DATA
--- START ---
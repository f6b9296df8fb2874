//! The type graph built from the SDNA tables.
//!
//! Types live in an append-only arena and reference each other by stable
//! integer handles, which is what lets aggregates point at each other freely
//! (linked-list `next`/`prev` fields reference the aggregate that contains
//! them). The arena is populated in two passes: every SDNA type slot is
//! seeded as a fundamental carrying its `TLEN` size, then each SDNA struct
//! overwrites its own slot with the resolved aggregate. Array, pointer and
//! function nodes are synthesised on demand while fields are resolved and
//! appended after the seeded slots, so a slot index always equals its SDNA
//! type index.

use crate::error::ReflectionError;
use crate::parsers::blend::Header;
use crate::parsers::dna::Dna;
use crate::parsers::field::{parse_field_name, FieldShape};
use linked_hash_map::LinkedHashMap;
use std::collections::HashMap;

/// Stable reference to a node in the type arena.
#[derive(Debug, Clone, Copy, PartialEq, Eq, Hash)]
pub struct TypeHandle(usize);

/// One resolved member of an aggregate, stored under its name.
#[derive(Debug, Clone)]
pub struct Field {
    /// The bare field name, stripped of declarator syntax. Matches the key
    /// the field is stored under.
    pub name: String,
    /// Byte offset from the start of the aggregate.
    pub offset: usize,
    /// In-memory size of the field, per the type graph.
    pub size: usize,
    pub ty: TypeHandle,
}

/// A node of the type graph.
#[derive(Debug)]
pub enum Type {
    Fundamental {
        name: String,
        size: usize,
    },
    Aggregate {
        name: String,
        size: usize,
        /// Insertion order matches declaration order, so iterating the map
        /// and looking names up agree by construction.
        fields: LinkedHashMap<String, Field>,
    },
    Array {
        element: TypeHandle,
        count: usize,
        size: usize,
    },
    Pointer {
        pointee: TypeHandle,
        size: usize,
    },
    Function {
        name: String,
        size: usize,
    },
}

impl Type {
    pub fn size(&self) -> usize {
        match self {
            Type::Fundamental { size, .. }
            | Type::Aggregate { size, .. }
            | Type::Array { size, .. }
            | Type::Pointer { size, .. }
            | Type::Function { size, .. } => *size,
        }
    }

    /// Named kinds only; arrays and pointers are anonymous.
    pub fn name(&self) -> Option<&str> {
        match self {
            Type::Fundamental { name, .. }
            | Type::Aggregate { name, .. }
            | Type::Function { name, .. } => Some(name),
            Type::Array { .. } | Type::Pointer { .. } => None,
        }
    }
}

/// The frozen type arena plus its lookup tables.
#[derive(Debug, Default)]
pub struct TypeDatabase {
    types: Vec<Type>,
    type_map: HashMap<String, TypeHandle>,
    struct_map: HashMap<u32, TypeHandle>,
}

impl TypeDatabase {
    pub fn get(&self, handle: TypeHandle) -> &Type {
        &self.types[handle.0]
    }

    pub fn size_of(&self, handle: TypeHandle) -> usize {
        self.get(handle).size()
    }

    /// Looks up a type by its SDNA name.
    pub fn type_by_name(&self, name: &str) -> Option<TypeHandle> {
        self.type_map.get(name).copied()
    }

    /// Looks up the aggregate a block header's `struct_index` refers to.
    /// Indices follow the block-header convention: 1-based over the SDNA
    /// struct table, with 0 reserved for untyped bytes. Index 0 never
    /// resolves.
    pub fn struct_by_index(&self, struct_index: u32) -> Option<TypeHandle> {
        self.struct_map.get(&struct_index).copied()
    }

    pub fn type_count(&self) -> usize {
        self.types.len()
    }

    fn push(&mut self, ty: Type) -> TypeHandle {
        self.types.push(ty);
        TypeHandle(self.types.len() - 1)
    }

    pub(crate) fn build(header: &Header, dna: &Dna) -> Result<Self, ReflectionError> {
        let pointer_size = header.pointer_size.bytes_num();
        let type_count = dna.type_names.len();

        // First pass: every type slot starts out fundamental with its TLEN
        // size, so field resolution can size anything it references.
        let mut database = TypeDatabase {
            types: Vec::with_capacity(type_count),
            type_map: HashMap::with_capacity(type_count),
            struct_map: HashMap::with_capacity(dna.structs.len()),
        };

        for (index, name) in dna.type_names.iter().enumerate() {
            database.types.push(Type::Fundamental {
                name: name.clone(),
                size: dna.type_lengths[index] as usize,
            });
            database.type_map.insert(name.clone(), TypeHandle(index));
        }

        for (struct_index, entry) in dna.structs.iter().enumerate() {
            let type_index = entry.type_index as usize;
            if type_index >= type_count {
                return Err(ReflectionError::InvalidSdnaStruct(struct_index));
            }
            // Block headers use 0 for untyped bytes, so the first struct is
            // reachable at index 1.
            database
                .struct_map
                .insert(struct_index as u32 + 1, TypeHandle(type_index));
        }

        // Second pass: resolve every aggregate, replacing its seeded slot.
        for (struct_index, entry) in dna.structs.iter().enumerate() {
            let type_index = entry.type_index as usize;
            let mut fields = LinkedHashMap::new();
            let mut offset = 0usize;

            for field in &entry.fields {
                let field_type_index = field.type_index as usize;
                let field_name_index = field.name_index as usize;
                if field_type_index >= type_count || field_name_index >= dna.field_names.len() {
                    return Err(ReflectionError::InvalidSdnaField {
                        type_index: field_type_index,
                        name_index: field_name_index,
                    });
                }

                let declarator = &dna.field_names[field_name_index];
                let bad_name = || ReflectionError::InvalidSdnaFieldName(declarator.clone());
                let (name, shape) = parse_field_name(declarator).map_err(|_| bad_name())?;

                let handle = match shape {
                    FieldShape::Function => {
                        let function = database.push(Type::Function {
                            name: name.to_owned(),
                            size: pointer_size,
                        });
                        database.push(Type::Pointer {
                            pointee: function,
                            size: pointer_size,
                        })
                    }
                    FieldShape::Plain {
                        pointers,
                        dimensions,
                    } => {
                        let mut handle = TypeHandle(field_type_index);
                        for count in dimensions {
                            let size = database
                                .size_of(handle)
                                .checked_mul(count)
                                .ok_or_else(bad_name)?;
                            let element = handle;
                            handle = database.push(Type::Array {
                                element,
                                count,
                                size,
                            });
                        }
                        for _ in 0..pointers {
                            let pointee = handle;
                            handle = database.push(Type::Pointer {
                                pointee,
                                size: pointer_size,
                            });
                        }
                        handle
                    }
                };

                let size = database.size_of(handle);
                fields.insert(
                    name.to_owned(),
                    Field {
                        name: name.to_owned(),
                        offset,
                        size,
                        ty: handle,
                    },
                );
                offset = offset
                    .checked_add(size)
                    .ok_or(ReflectionError::InvalidSdnaStruct(struct_index))?;
            }

            // Trailing padding is allowed, overrunning the declared size is
            // not.
            let declared_size = dna.type_lengths[type_index] as usize;
            if offset > declared_size {
                return Err(ReflectionError::InvalidSdnaStruct(struct_index));
            }

            database.types[type_index] = Type::Aggregate {
                name: dna.type_names[type_index].clone(),
                size: declared_size,
                fields,
            };
        }

        tracing::debug!(
            types = database.types.len(),
            structs = dna.structs.len(),
            "type database built"
        );

        Ok(database)
    }
}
--- END ---
ABOUT THIS EXERCISE
Return all lines of the data in which the string "parsers" appears.

SOLUTION TO THIS TASK
use crate::parsers::blend::Header;
use crate::parsers::dna::Dna;
use crate::parsers::field::{parse_field_name, FieldShape};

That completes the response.